Note 049
There were two hundred scythed chariot at the battle of
Arbela, in the host of Darius. In the vast army of Tigranes,
which was vanquished by Lucullus, seventeen thousand horse
only were completely armed. Antiochus brought fifty-four
elephants into the field against the Romans: by his frequent
wars and negotiations with the princes of India, he had once
collected an hundred and fifty of those great animals; but
it may be questioned whether the most powerful monarch of
Hindostan ever formed a line of battle of seven hundred
elephants. Instead of three or four thousand elephants,
which the Great Mogul was supposed to possess, Tavernier
(Voyages, part ii. 1. i. p. 198) discovered, by a more
accurate inquiry, that he had only five hundred for his
baggage, and eighty or ninety for the service of war.
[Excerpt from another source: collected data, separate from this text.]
//! Seed catalog: the fixed set of sample events written by the seed operation.
//!
//! Demo fixture data. The compiled-in events are dated relative to the moment
//! they are seeded, so they always lie ahead. The catalog can be replaced at
//! startup with a JSON array of events (`SEED_FILE`).

use std::path::Path;

use chrono::{DateTime, Duration, SubsecRound, Timelike, Utc};
use thiserror::Error;

use crate::models::event::{EventValidationError, NewEvent};
use crate::models::tier::{Tier, TIER_LADDER};

/// Bump when the compiled-in catalog changes.
pub const SEED_CATALOG_VERSION: u32 = 3;

/// Every tier needs at least this many catalog events.
pub const MIN_EVENTS_PER_TIER: usize = 2;

#[derive(Debug, Error)]
pub enum CatalogError {
    #[error("seed catalog is empty")]
    Empty,

    #[error("seed catalog has {count} {tier} event(s), needs at least {MIN_EVENTS_PER_TIER}")]
    TooFewForTier { tier: Tier, count: usize },

    #[error("seed event '{title}' is dated in the past ({event_date})")]
    PastDate {
        title: String,
        event_date: DateTime<Utc>,
    },

    #[error("seed event '{title}' is invalid: {source}")]
    InvalidEvent {
        title: String,
        #[source]
        source: EventValidationError,
    },

    #[error("could not read seed file: {0}")]
    Io(#[from] std::io::Error),

    #[error("could not parse seed file: {0}")]
    Parse(#[from] serde_json::Error),
}

/// Events written by `POST /seed`.
#[derive(Debug, Clone)]
pub enum SeedCatalog {
    /// Compiled-in sample events, re-dated on every seed.
    Builtin,
    /// Replacement events read from `SEED_FILE`, used as given.
    File(Vec<NewEvent>),
}

impl SeedCatalog {
    pub fn events(&self) -> Vec<NewEvent> {
        match self {
            SeedCatalog::Builtin => default_catalog(),
            SeedCatalog::File(events) => events.clone(),
        }
    }
}

struct SampleEvent {
    title: &'static str,
    description: &'static str,
    /// Whole days after the seed date.
    days_ahead: i64,
    /// Start hour (UTC) on that day.
    hour: i64,
    image_url: &'static str,
    tier: Tier,
}

const SAMPLE_EVENTS: [SampleEvent; 8] = [
    SampleEvent {
        title: "Community Meetup",
        description: "Join us for a casual community meetup where you can network with fellow enthusiasts and share your experiences.",
        days_ahead: 14,
        hour: 18,
        image_url: "https://images.unsplash.com/photo-1515187029135-18ee286d815b?w=400&h=225&fit=crop",
        tier: Tier::Free,
    },
    SampleEvent {
        title: "Introduction to Web Development",
        description: "Learn the basics of HTML, CSS, and JavaScript in this beginner-friendly workshop.",
        days_ahead: 19,
        hour: 14,
        image_url: "https://images.unsplash.com/photo-1461749280684-dccba630e2f6?w=400&h=225&fit=crop",
        tier: Tier::Free,
    },
    SampleEvent {
        title: "Advanced JavaScript Workshop",
        description: "Deep dive into modern JavaScript features including ES6+, async/await, and functional programming concepts.",
        days_ahead: 24,
        hour: 10,
        image_url: "https://images.unsplash.com/photo-1555066931-4365d14bab8c?w=400&h=225&fit=crop",
        tier: Tier::Silver,
    },
    SampleEvent {
        title: "React Fundamentals",
        description: "Master React basics including components, props, state, and hooks with hands-on exercises.",
        days_ahead: 31,
        hour: 15,
        image_url: "https://images.unsplash.com/photo-1633356122544-f134324a6cee?w=400&h=225&fit=crop",
        tier: Tier::Silver,
    },
    SampleEvent {
        title: "Full-Stack Development Bootcamp",
        description: "Comprehensive 3-day bootcamp covering frontend, backend, and database development with real-world projects.",
        days_ahead: 40,
        hour: 9,
        image_url: "https://images.unsplash.com/photo-1516321318423-f06f85e504b3?w=400&h=225&fit=crop",
        tier: Tier::Gold,
    },
    SampleEvent {
        title: "System Design Masterclass",
        description: "Learn to design scalable systems with expert guidance on architecture patterns and best practices.",
        days_ahead: 45,
        hour: 13,
        image_url: "https://images.unsplash.com/photo-1551288049-bebda4e38f71?w=400&h=225&fit=crop",
        tier: Tier::Gold,
    },
    SampleEvent {
        title: "AI/ML Innovation Summit",
        description: "Exclusive summit featuring industry leaders discussing the future of AI and machine learning technologies.",
        days_ahead: 50,
        hour: 8,
        image_url: "https://images.unsplash.com/photo-1677442136019-21780ecad995?w=400&h=225&fit=crop",
        tier: Tier::Platinum,
    },
    SampleEvent {
        title: "Tech Leadership Retreat",
        description: "Intimate 2-day retreat for tech leaders to discuss strategy, innovation, and industry trends.",
        days_ahead: 55,
        hour: 10,
        image_url: "https://images.unsplash.com/photo-1522202176988-66273c2fd55f?w=400&h=225&fit=crop",
        tier: Tier::Platinum,
    },
];

/// The compiled-in catalog dated from now: two events per tier.
pub fn default_catalog() -> Vec<NewEvent> {
    catalog_from(Utc::now())
}

fn catalog_from(now: DateTime<Utc>) -> Vec<NewEvent> {
    let midnight =
        now.trunc_subsecs(0) - Duration::seconds(i64::from(now.num_seconds_from_midnight()));
    SAMPLE_EVENTS
        .iter()
        .map(|s| NewEvent {
            title: s.title.to_string(),
            description: s.description.to_string(),
            event_date: midnight + Duration::days(s.days_ahead) + Duration::hours(s.hour),
            image_url: Some(s.image_url.to_string()),
            tier: s.tier,
        })
        .collect()
}

/// Loads a replacement catalog from a JSON array of events.
pub fn load_catalog(path: &Path) -> Result<Vec<NewEvent>, CatalogError> {
    let raw = std::fs::read_to_string(path)?;
    let events: Vec<NewEvent> = serde_json::from_str(&raw)?;
    validate_catalog(&events, Utc::now())?;
    Ok(events)
}

/// A usable catalog is non-empty, holds only valid events dated after `now`
/// and has at least [`MIN_EVENTS_PER_TIER`] events for every tier.
pub fn validate_catalog(events: &[NewEvent], now: DateTime<Utc>) -> Result<(), CatalogError> {
    if events.is_empty() {
        return Err(CatalogError::Empty);
    }
    for event in events {
        event.validate().map_err(|source| CatalogError::InvalidEvent {
            title: event.title.clone(),
            source,
        })?;
        if event.event_date <= now {
            return Err(CatalogError::PastDate {
                title: event.title.clone(),
                event_date: event.event_date,
            });
        }
    }
    for tier in TIER_LADDER {
        let count = events.iter().filter(|e| e.tier == tier).count();
        if count < MIN_EVENTS_PER_TIER {
            return Err(CatalogError::TooFewForTier { tier, count });
        }
    }
    Ok(())
}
The
Greeks have varied with regard to the number which Porus
brought into the field: but Quintus Curtius (viii. 13), in
this instance judicious and moderate, is contented with
eighty-five elephants, distinguished by their size and
strength. In Siam, where these animals are the most numerous
and the most esteemed, eighteen elephants are allowed as a
sufficient proportion for each of the nine brigades into
which a just army is divided. The whole number, of one
hundred and sixty-two elephants of war, may sometimes be
doubled. Hist. des Voyages, tom. ix. p. 260.